After last week's class, where it was decided that the class would be merging the concepts from teams 2, 4 (us), and 7. We had to reevaluate our ideas about how we wanted people to interact with the structure. We broke down our design into the basic concepts that we liked, and the problems that had arisen.
What we liked:
1) An inviting play-space that encouraged people to come closer and touch
2) Smooth arches that evoked the idea of motion
3) A digital interaction that was intrinsic to the physical structure
Problems
1) Looked out of place at the installation site ("dropped in")
2) Not accessible to wheelchairs
3) Not 'artistic' enough
It was said last week that the main appeal of team two, which all groups should strive for was the sinusoidal look of the structures when viewed from the side. To whit, we have decided to nix a few of our original ideas to better suit the professor's goals.
Changes
1) Double Arches
One of the strongest aspects of our original design was the piggy-backing arches, which afforded sitting (in two orientations), climbing, and tunneling. Unfortunately when viewed from the side, the double arches did not convey the sense of smooth flow that is associated with a sinusoidal wave. We are adopting Team 7's approach of having individual arches arranged in a staggered line.
2) Sensors
We are actually still going to be using 8 pressure sensors in our new concept, but they will be used in conjunction with IR sensors.
New Concept
Our new concept still centers around the physical embodiment of a song, but this time we are approaching it in a way that will be more recognizable. We are expanding on Team 3's idea to use the structure as a beat synthesizer. There will be a set of 16 fiberglass arches, 8 large arches (5' tall) and 8 small arches (2.5' tall). Each arch will represent a percussive beat that is played in sequence.
How it works
Each arch will come equipped with a speaker to play the sound clip associated with that arch. Each arch has an Arduino controller board installed into the underside of the arch. A master Arduino controller will send out commands to the individual arches' control boards in a timed sequence; the individual boards will then check to see if the sensor on their arch is being triggered. If the sensor on that arch is being triggered, the board will produce the percussive sound associated with that arch out of the speaker located on that arch. In this manner, if all of the arches are being triggered, a percussive beat will play in time down the line of arches, creating a rhythm.
The interaction
So assuage some of the concerns from our last iteration, we have added a new method of interaction. In the larger arches, we will be placing two sets of IR sensors on the inside of the arches. These will be positioned such that the beams travel horizontally through the arch. One IR sensor will be positioned roughly a foot of the ground; this sensor is connected to the percussive beat. When the master controller sends out a check signal to the larger arches, the controller board will check to see if the lower IR beam is being disrupted, if so, it will play a percussive sound. The upper IR beam is dedicated to an entirely separate sound, a melodious sound. Whenever the user interrupts the top IR beam, the melodious tone will play out of a second speaker in the arch. This allows users to create their own distinctive melodies, and also allows people in wheelchairs to interact with the structure. In the smaller arches, there will still be a pressure sensor, so that when people sit on the arch, it produces a beat at that arch in time with the percussion.

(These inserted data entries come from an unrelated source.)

use std::str::FromStr;

use serde::{Deserialize, Serialize};
use url::Url;

use crate::{BlobError, BlobId, BlobResult};

/// Largest width or height a preview may request
pub const MAX_PREVIEW_DIMENSION: u32 = 4000;

/// Which part of the image is kept when a preview is cropped
#[derive(Debug, Clone, Copy, PartialEq, Eq, Hash, Serialize, Deserialize)]
#[serde(rename_all = "kebab-case")]
pub enum Gravity {
    Center,
    TopLeft,
    Top,
    TopRight,
    Left,
    Right,
    BottomLeft,
    Bottom,
    BottomRight,
}

impl Gravity {
    pub fn as_str(&self) -> &'static str {
        match self {
            Gravity::Center => "center",
            Gravity::TopLeft => "top-left",
            Gravity::Top => "top",
            Gravity::TopRight => "top-right",
            Gravity::Left => "left",
            Gravity::Right => "right",
            Gravity::BottomLeft => "bottom-left",
            Gravity::Bottom => "bottom",
            Gravity::BottomRight => "bottom-right",
        }
    }
}

impl FromStr for Gravity {
    type Err = BlobError;

    fn from_str(s: &str) -> Result<Self, Self::Err> {
        let gravity = match s {
            "center" => Gravity::Center,
            "top-left" => Gravity::TopLeft,
            "top" => Gravity::Top,
            "top-right" => Gravity::TopRight,
            "left" => Gravity::Left,
            "right" => Gravity::Right,
            "bottom-left" => Gravity::BottomLeft,
            "bottom" => Gravity::Bottom,
            "bottom-right" => Gravity::BottomRight,
            other => return Err(BlobError::invalid(format!("unknown gravity: {other}"))),
        };
        Ok(gravity)
    }
}

impl std::fmt::Display for Gravity {
    fn fmt(&self, f: &mut std::fmt::Formatter<'_>) -> std::fmt::Result {
        f.write_str(self.as_str())
    }
}

/// Preview policy: fixed bounds, crop gravity and output quality.
///
/// These are application constants, never user input.
#[derive(Debug, Clone, PartialEq, Eq, Serialize, Deserialize)]
pub struct PreviewSpec {
    pub max_width: u32,
    pub max_height: u32,
    pub gravity: Gravity,
    pub quality: u8,
}

impl Default for PreviewSpec {
    fn default() -> Self {
        Self {
            max_width: 2000,
            max_height: 2000,
            gravity: Gravity::Top,
            quality: 100,
        }
    }
}

impl PreviewSpec {
    pub fn new() -> Self {
        Self::default()
    }

    pub fn with_bounds(mut self, max_width: u32, max_height: u32) -> Self {
        self.max_width = max_width;
        self.max_height = max_height;
        self
    }

    pub fn with_gravity(mut self, gravity: Gravity) -> Self {
        self.gravity = gravity;
        self
    }

    pub fn with_quality(mut self, quality: u8) -> Self {
        self.quality = quality;
        self
    }

    /// Check the policy against the limits the preview renderer accepts
    pub fn validate(&self) -> BlobResult<()> {
        if self.max_width == 0 || self.max_width > MAX_PREVIEW_DIMENSION {
            return Err(BlobError::invalid(format!(
                "preview width {} outside 1..={}",
                self.max_width, MAX_PREVIEW_DIMENSION
            )));
        }
        if self.max_height == 0 || self.max_height > MAX_PREVIEW_DIMENSION {
            return Err(BlobError::invalid(format!(
                "preview height {} outside 1..={}",
                self.max_height, MAX_PREVIEW_DIMENSION
            )));
        }
        if self.quality > 100 {
            return Err(BlobError::invalid(format!(
                "preview quality {} outside 0..=100",
                self.quality
            )));
        }
        Ok(())
    }
}

/// Builds hosted-platform URLs for file previews and generated avatars.
///
/// Previews look like
/// `{endpoint}/storage/buckets/{bucket}/files/{id}/preview?width=..&height=..&gravity=..&quality=..&project=..`.
#[derive(Debug, Clone)]
pub struct PreviewUrlBuilder {
    /// Validated by [`PreviewUrlBuilder::new`]; parsed again per URL
    endpoint: String,
    project: String,
    bucket: String,
}

impl Default for PreviewUrlBuilder {
    /// Local development endpoint, project `snapgram`, bucket `media`
    fn default() -> Self {
        Self {
            endpoint: "http://localhost/v1".to_string(),
            project: "snapgram".to_string(),
            bucket: "media".to_string(),
        }
    }
}

impl PreviewUrlBuilder {
    pub fn new(endpoint: &str, project: impl Into<String>, bucket: impl Into<String>) -> BlobResult<Self> {
        let endpoint = Url::parse(endpoint)
            .map_err(|e| BlobError::invalid(format!("invalid endpoint {endpoint}: {e}")))?;
        if endpoint.cannot_be_a_base() {
            return Err(BlobError::invalid(format!("endpoint {endpoint} cannot be a base URL")));
        }
        Ok(Self {
            endpoint: endpoint.to_string(),
            project: project.into(),
            bucket: bucket.into(),
        })
    }

    pub fn bucket(&self) -> &str {
        &self.bucket
    }

    pub fn project(&self) -> &str {
        &self.project
    }

    /// URL of a resized preview of `id`
    pub fn file_preview(&self, id: &BlobId, spec: &PreviewSpec) -> BlobResult<Url> {
        if id.is_empty() {
            return Err(BlobError::invalid("cannot build a preview for an empty blob id"));
        }
        spec.validate()?;

        let mut url = self.join(&["storage", "buckets", &self.bucket, "files", id.as_str(), "preview"])?;
        url.query_pairs_mut()
            .append_pair("width", &spec.max_width.to_string())
            .append_pair("height", &spec.max_height.to_string())
            .append_pair("gravity", spec.gravity.as_str())
            .append_pair("quality", &spec.quality.to_string())
            .append_pair("project", &self.project);
        Ok(url)
    }

    /// URL of a generated initials avatar for `name`
    pub fn initials_avatar(&self, name: &str) -> BlobResult<Url> {
        let mut url = self.join(&["avatars", "initials"])?;
        url.query_pairs_mut()
            .append_pair("name", name.trim())
            .append_pair("project", &self.project);
        Ok(url)
    }

    fn join(&self, segments: &[&str]) -> BlobResult<Url> {
        let mut url = Url::parse(&self.endpoint)
            .map_err(|e| BlobError::invalid(format!("invalid endpoint {}: {e}", self.endpoint)))?;
        url.path_segments_mut()
            .map_err(|_| BlobError::invalid("endpoint cannot be a base URL"))?
            .pop_if_empty()
            .extend(segments);
        Ok(url)
    }
}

There would also be a light display on the underside of the arches to give a visual sense of the rhythm. Each module would be painted a different color, and there would be sixteen rows of LEDs of corresponding colors. Whenever a beat is triggered, the corresponding LEDs on all sets of arches would light up, giving an overview of the rhythm through a visual medium.
Design
Sensors
1) The IR sensors would obviously be built into the fiberglass on the sides of the arch.
2) The pressure sensors would be built into the top of the smaller arch, in the form of a smaller, imbedded strip on a spring that spans the width of the arch.
Lights
1) In the larger arches, there would be sixteen rows of 4 LEDs spanning the underside of the arch. Each row corresponding to one of the arches in the sequence.
2) In the smaller arches, 8 rows of LEDs (2 each) would span the underside of the arch, with the LEDS near the edges
Solar Panels
1) We are going to be using organic solar panels, because of their low cost and flexibility, which would allow them to be installed on a curved surface.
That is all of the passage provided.